Thinking Out Loud

So he is on leave for a few weeks and even though the weekend was rather shitty yesterday was nice. I had his attention and we were able to connect. Yes he was drunk when I came home, so that didn’t put me in a good mood…but through it all we had our fun and joked and laughed…

Of course he fell asleep early so it was quite nice having the rest of the night for myself.

Gave me some time to think….and even tough I have thought all of this before and I have tried and tried and failed…I just got to keep at it. As long as I am wanting it and still trying it is never over.

So I looked up foods that are good and that are bad for women with PCOS…kinda made me irritated that my gynae never mentioned any of this…or mentioned the supplements I could take to help regulate my body.

Just got a notification that my Health Insurance has been stopped as I owe money…FUCK! I hate this constant circle that I am in….when I can finally breathe things are fucked up with my relationship….then that is sorted and I then have financial issues…and when that seems to me managed I feel stuck…. Life is a vicious circle.

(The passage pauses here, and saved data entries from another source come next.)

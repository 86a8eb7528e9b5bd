//! In-memory document store.
//!
//! A [`DocumentStore`] backed by a process-local vector, used to exercise
//! the translation layer end to end without a database driver. Versioning
//! behavior matches what a real engine provides: inserting a new version
//! flips the previously current version of the same logical resource to
//! `superseded`, and superseded versions stay readable through
//! [`DocumentStore::fetch_version`] and [`DocumentStore::history`].

use async_trait::async_trait;
use parking_lot::RwLock;
use serde_json::Value;
use tracing::debug;

use crate::envelope::{self, DocumentState, field};
use crate::error::StoreResult;
use crate::key::ResourceKey;
use crate::store::DocumentStore;

/// Process-local [`DocumentStore`] implementation.
#[derive(Debug, Default)]
pub struct InMemoryDocumentStore {
    documents: RwLock<Vec<Value>>,
}

impl InMemoryDocumentStore {
    /// Creates an empty store.
    pub fn new() -> Self {
        Self::default()
    }

    /// Returns the number of stored documents (all versions).
    pub fn len(&self) -> usize {
        self.documents.read().len()
    }

    /// Returns `true` if no documents are stored.
    pub fn is_empty(&self) -> bool {
        self.documents.read().is_empty()
    }
}

fn envelope_str<'a>(document: &'a Value, name: &str) -> Option<&'a str> {
    document.get(name).and_then(Value::as_str)
}

fn identifies(document: &Value, type_name: &str, resource_id: &str) -> bool {
    envelope_str(document, field::TYPE_NAME) == Some(type_name)
        && envelope_str(document, field::RESOURCE_ID) == Some(resource_id)
}

fn is_current(document: &Value) -> bool {
    envelope_str(document, field::STATE)
        .and_then(DocumentState::parse)
        .is_some_and(|state| state == DocumentState::Current)
}

#[async_trait]
impl DocumentStore for InMemoryDocumentStore {
    fn backend_name(&self) -> &'static str {
        "memory"
    }

    async fn insert(&self, document: Value) -> StoreResult<()> {
        // Validates the envelope before anything is stored; a document the
        // codec cannot read back must never land in the store.
        let (interaction, _) = envelope::extract(document.clone())?;
        let primary_key = interaction.key().relative_path();

        let mut documents = self.documents.write();
        for stored in documents.iter_mut() {
            if envelope_str(stored, field::PRIMARY_KEY) == Some(primary_key.as_str())
                && is_current(stored)
            {
                stored[field::STATE] =
                    Value::String(DocumentState::Superseded.as_str().to_string());
            }
        }
        documents.push(document);

        debug!(key = %interaction.key(), "stored document version");
        Ok(())
    }

    async fn fetch_current(
        &self,
        type_name: &str,
        resource_id: &str,
    ) -> StoreResult<Option<Value>> {
        let documents = self.documents.read();
        Ok(documents
            .iter()
            .rev()
            .find(|stored| identifies(stored, type_name, resource_id) && is_current(stored))
            .cloned())
    }

    async fn fetch_version(&self, key: &ResourceKey) -> StoreResult<Option<Value>> {
        let Some((type_name, resource_id, version_id)) = key.storage_parts() else {
            return Ok(None);
        };

        let documents = self.documents.read();
        Ok(documents
            .iter()
            .find(|stored| {
                identifies(stored, type_name, resource_id)
                    && envelope_str(stored, field::VERSION_ID) == Some(version_id)
            })
            .cloned())
    }

    async fn history(&self, type_name: &str, resource_id: &str) -> StoreResult<Vec<Value>> {
        let documents = self.documents.read();
        Ok(documents
            .iter()
            .filter(|stored| identifies(stored, type_name, resource_id))
            .cloned()
            .collect())
    }
}
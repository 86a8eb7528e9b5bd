//! Test fixtures for the persistence core.
//!
//! Provides a small builder for patient records plus helpers for the
//! interactions the tests write through the codec.

#![allow(dead_code)]

use std::sync::Arc;

use chrono::{DateTime, TimeZone, Utc};
use serde_json::{Value, json};

use meridian_fhir::Resource;
use meridian_store::clock::FixedClock;
use meridian_store::{DocumentCodec, Interaction, Method, ResourceKey};

/// A patient fixture for testing.
#[derive(Debug, Clone)]
pub struct PatientFixture {
    /// Patient ID.
    pub id: String,
    /// Patient family name.
    pub family: String,
    /// Patient given names.
    pub given: Vec<String>,
    /// Birth date (YYYY-MM-DD format).
    pub birth_date: Option<String>,
    /// Whether the patient is active.
    pub active: bool,
}

impl PatientFixture {
    /// Creates a new patient fixture with minimal required fields.
    pub fn new(id: impl Into<String>, family: impl Into<String>) -> Self {
        Self {
            id: id.into(),
            family: family.into(),
            given: vec![],
            birth_date: None,
            active: true,
        }
    }

    /// Sets given names.
    pub fn with_given(mut self, given: Vec<&str>) -> Self {
        self.given = given.into_iter().map(String::from).collect();
        self
    }

    /// Sets birth date.
    pub fn with_birth_date(mut self, date: impl Into<String>) -> Self {
        self.birth_date = Some(date.into());
        self
    }

    /// Sets active status.
    pub fn with_active(mut self, active: bool) -> Self {
        self.active = active;
        self
    }

    /// Converts to FHIR JSON.
    pub fn to_json(&self) -> Value {
        let mut patient = json!({
            "resourceType": "Patient",
            "id": self.id,
            "active": self.active,
            "name": [{
                "family": self.family,
                "given": self.given,
            }],
        });

        if let Some(birth_date) = &self.birth_date {
            patient["birthDate"] = json!(birth_date);
        }

        patient
    }

    /// Converts to a domain resource.
    pub fn to_resource(&self) -> Resource {
        Resource::from_value(self.to_json()).expect("fixture is a valid resource")
    }

    /// Builds the storage key for a specific version of this patient.
    pub fn key(&self, version_id: &str) -> ResourceKey {
        ResourceKey::new("Patient")
            .with_resource_id(&self.id)
            .with_version_id(version_id)
    }

    /// Builds a write interaction for a specific version of this patient.
    pub fn interaction(&self, method: Method, version_id: &str) -> Interaction {
        Interaction::new(self.key(version_id), method, default_when()).with_resource(self.to_resource())
    }
}

/// The fixed instant used by deterministic tests.
pub fn default_when() -> DateTime<Utc> {
    Utc.with_ymd_and_hms(2024, 1, 1, 0, 0, 0).unwrap()
}

/// A codec frozen at [`default_when`].
pub fn fixed_codec() -> DocumentCodec {
    fixed_codec_at(default_when())
}

/// A codec frozen at the given instant.
pub fn fixed_codec_at(when: DateTime<Utc>) -> DocumentCodec {
    DocumentCodec::new(Arc::new(FixedClock(when)))
}
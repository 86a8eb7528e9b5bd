//! Resource addressing keys.
//!
//! A [`ResourceKey`] identifies a resource by type name, logical ID, and
//! version ID, independent of how the resource is stored. Keys are built
//! transiently per operation and are never persisted as objects - only their
//! identifying string components are embedded in the storage envelope.

use std::fmt;

use uuid::Uuid;

/// The tuple identifying a specific resource version for storage and retrieval.
///
/// Construction never fails; validity for storage is checked explicitly by
/// callers before persistence via [`ResourceKey::is_valid_for_storage`]. A
/// key is storage-valid only when it carries no origin marker (`base`) and
/// all three identifying components are present - a document missing any of
/// them could not be unambiguously retrieved or versioned later.
///
/// # Examples
///
/// ```
/// use meridian_store::ResourceKey;
///
/// let key = ResourceKey::new("Patient")
///     .with_resource_id("42")
///     .with_version_id("1");
///
/// assert!(key.is_valid_for_storage());
/// assert_eq!(key.relative_path(), "Patient/42");
/// assert_eq!(key.versioned_path(), "Patient/42/_history/1");
/// ```
#[derive(Debug, Clone, Default, PartialEq, Eq, Hash)]
pub struct ResourceKey {
    base: Option<String>,
    type_name: Option<String>,
    resource_id: Option<String>,
    version_id: Option<String>,
}

impl ResourceKey {
    /// Creates a key for the given resource type, with no ID or version yet.
    pub fn new(type_name: impl Into<String>) -> Self {
        Self {
            base: None,
            type_name: Some(type_name.into()),
            resource_id: None,
            version_id: None,
        }
    }

    /// Sets the origin/server marker. A key with a base is foreign to this
    /// server and is never valid for storage.
    pub fn with_base(mut self, base: impl Into<String>) -> Self {
        self.base = Some(base.into());
        self
    }

    /// Sets the logical resource ID.
    pub fn with_resource_id(mut self, resource_id: impl Into<String>) -> Self {
        self.resource_id = Some(resource_id.into());
        self
    }

    /// Assigns a freshly generated (UUID v4) logical resource ID.
    ///
    /// Used on create paths where the client did not supply an ID.
    pub fn with_generated_id(mut self) -> Self {
        self.resource_id = Some(Uuid::new_v4().to_string());
        self
    }

    /// Sets the version ID.
    pub fn with_version_id(mut self, version_id: impl Into<String>) -> Self {
        self.version_id = Some(version_id.into());
        self
    }

    /// Returns the origin/server marker, if any.
    pub fn base(&self) -> Option<&str> {
        self.base.as_deref()
    }

    /// Returns the resource type name, if set.
    pub fn type_name(&self) -> Option<&str> {
        self.type_name.as_deref()
    }

    /// Returns the logical resource ID, if set.
    pub fn resource_id(&self) -> Option<&str> {
        self.resource_id.as_deref()
    }

    /// Returns the version ID, if set.
    pub fn version_id(&self) -> Option<&str> {
        self.version_id.as_deref()
    }

    /// Returns the three identifying components iff this key is valid for
    /// storage: no base, and type name, resource ID, and version ID all set.
    pub fn storage_parts(&self) -> Option<(&str, &str, &str)> {
        if self.base.is_some() {
            return None;
        }
        Some((
            self.type_name.as_deref()?,
            self.resource_id.as_deref()?,
            self.version_id.as_deref()?,
        ))
    }

    /// Returns `true` iff this key may be embedded in a storage envelope.
    pub fn is_valid_for_storage(&self) -> bool {
        self.storage_parts().is_some()
    }

    /// Returns the canonical `"{type}/{id}"` lookup token.
    ///
    /// Deterministic given the same identifying components, and independent
    /// of `base`. This is the primary-key value in the storage envelope.
    pub fn relative_path(&self) -> String {
        format!(
            "{}/{}",
            self.type_name.as_deref().unwrap_or_default(),
            self.resource_id.as_deref().unwrap_or_default()
        )
    }

    /// Returns the version-qualified path (e.g., `"Patient/42/_history/1"`).
    pub fn versioned_path(&self) -> String {
        format!(
            "{}/_history/{}",
            self.relative_path(),
            self.version_id.as_deref().unwrap_or_default()
        )
    }
}

impl fmt::Display for ResourceKey {
    fn fmt(&self, f: &mut fmt::Formatter<'_>) -> fmt::Result {
        if let Some(base) = &self.base {
            write!(f, "{}/", base)?;
        }
        match &self.version_id {
            Some(_) => write!(f, "{}", self.versioned_path()),
            None => write!(f, "{}", self.relative_path()),
        }
    }
}
//! # Meridian FHIR Store Persistence Core
//!
//! This crate is the versioned, key-addressed persistence core of the
//! Meridian FHIR Store. Every mutation of a clinical resource produces a new
//! immutable version; this crate defines how a resource and its storage
//! metadata travel together across the persistence boundary:
//!
//! - [`ResourceKey`] - the stable logical key of a resource (type name,
//!   resource ID, version ID), independent of its storage representation,
//!   with an explicit storage-validity predicate.
//! - [`Interaction`] - the unit of versioned work: a key, an operation kind
//!   ([`Method`]), a UTC timestamp, and an optional resource payload.
//! - [`envelope`] - the metadata envelope codec that injects and strips the
//!   reserved storage fields of a generic document.
//! - [`codec`] - the resource codec (redaction, interchange-text mapping)
//!   and the combined [`DocumentCodec`] read/write paths.
//! - [`store`] - the repository boundary: storage engines exchange generic
//!   documents only, and perform the actual I/O this core never does.
//! - [`memory`] - an in-memory [`store::DocumentStore`] used to exercise the
//!   translation layer without a database driver.
//!
//! # Data flow
//!
//! ```text
//! write: Resource ──encode──▶ document ──attach──▶ persisted document
//! read:  persisted document ──extract──▶ Interaction ──decode──▶ Resource
//! ```
//!
//! The core is pure and synchronous: aside from one injected-clock read on
//! the write path it performs no side effects, takes no locks, and never
//! blocks or retries. Malformed stored data is surfaced, never defaulted -
//! see [`StoreError`] for the taxonomy.
//!
//! # Quick start
//!
//! ```
//! use std::sync::Arc;
//! use chrono::{TimeZone, Utc};
//! use meridian_fhir::Resource;
//! use meridian_store::clock::FixedClock;
//! use meridian_store::{DocumentCodec, Interaction, Method, ResourceKey};
//!
//! let when = Utc.with_ymd_and_hms(2024, 1, 1, 0, 0, 0).unwrap();
//! let codec = DocumentCodec::new(Arc::new(FixedClock(when)));
//!
//! // Inbound: a resource and its addressing key become one document.
//! let key = ResourceKey::new("Patient")
//!     .with_resource_id("42")
//!     .with_version_id("1");
//! let resource = Resource::from_json(
//!     r#"{"resourceType": "Patient", "id": "42", "active": true}"#,
//! ).unwrap();
//! let mut interaction = Interaction::new(key, Method::Create, when).with_resource(resource);
//! let document = codec.to_document(&mut interaction).unwrap();
//! assert_eq!(document["_id"], "Patient/42");
//!
//! // Outbound: the document reconstructs the interaction and its resource.
//! let read_back = codec.from_document(document).unwrap();
//! assert_eq!(read_back.key().relative_path(), "Patient/42");
//! assert!(read_back.resource().is_some());
//! ```

#![warn(missing_docs)]
#![warn(rustdoc::missing_crate_level_docs)]

pub mod clock;
pub mod codec;
pub mod envelope;
pub mod error;
pub mod interaction;
pub mod key;
pub mod memory;
pub mod store;

// Re-export commonly used types at crate root
pub use clock::{Clock, SystemClock};
pub use codec::DocumentCodec;
pub use envelope::DocumentState;
pub use error::{StoreError, StoreResult};
pub use interaction::{Interaction, Method};
pub use key::ResourceKey;
pub use memory::InMemoryDocumentStore;
pub use store::DocumentStore;

/// Crate version.
pub const VERSION: &str = env!("CARGO_PKG_VERSION");

/// Crate name.
pub const NAME: &str = env!("CARGO_PKG_NAME");
//! JSON interchange wrapper functions for FHIR content.
//!
//! This module provides thin wrappers around `serde_json` functions so that
//! callers go through a single interchange-text seam with a uniform error
//! type, rather than depending on `serde_json` directly.
use crate::error::Result;
use serde::{Deserialize, Serialize};

/// Deserialize FHIR content from a JSON string.
///
/// # Examples
///
/// ```
/// use meridian_fhir::json::from_json_str;
/// use serde_json::Value;
///
/// let json = r#"{"resourceType": "Patient", "id": "example"}"#;
/// let value: Value = from_json_str(json).unwrap();
/// assert_eq!(value["resourceType"], "Patient");
/// ```
pub fn from_json_str<'a, T>(s: &'a str) -> Result<T>
where
    T: Deserialize<'a>,
{
    Ok(serde_json::from_str(s)?)
}

/// Serialize FHIR content to a JSON string.
///
/// # Examples
///
/// ```
/// use meridian_fhir::json::to_json_string;
/// use serde_json::json;
///
/// let json = to_json_string(&json!({"resourceType": "Patient"})).unwrap();
/// assert!(json.contains("Patient"));
/// ```
pub fn to_json_string<T>(value: &T) -> Result<String>
where
    T: Serialize + ?Sized,
{
    Ok(serde_json::to_string(value)?)
}

/// Serialize FHIR content to a `serde_json::Value`.
pub fn to_json_value<T>(value: &T) -> Result<serde_json::Value>
where
    T: Serialize + ?Sized,
{
    Ok(serde_json::to_value(value)?)
}

/// Deserialize FHIR content from a `serde_json::Value`.
pub fn from_json_value<T>(value: serde_json::Value) -> Result<T>
where
    T: serde::de::DeserializeOwned,
{
    Ok(serde_json::from_value(value)?)
}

An old school friend of mine just announced on Facebook that she is pregnant with her 2nd girl. I mean I lost touch with her right after high school…in fact during high school we drifted and we used to be so close…kinds sucks…

But anyway I am happy that she is pregnant but I am also jealous. I sense she is not married and just lives with her baby daddy….who from looks of it is much older than us but hey she is happy and now she is having her 2nd child. I want to know when that will be me posting up ultrasound pictures for the Facebook world to see…

I even have a Pinterest Page for a boy’s nursery and a girl’s nursery….I know what my kids names are going to be. I even have an idea of how I would tell my husband that I am pregnant.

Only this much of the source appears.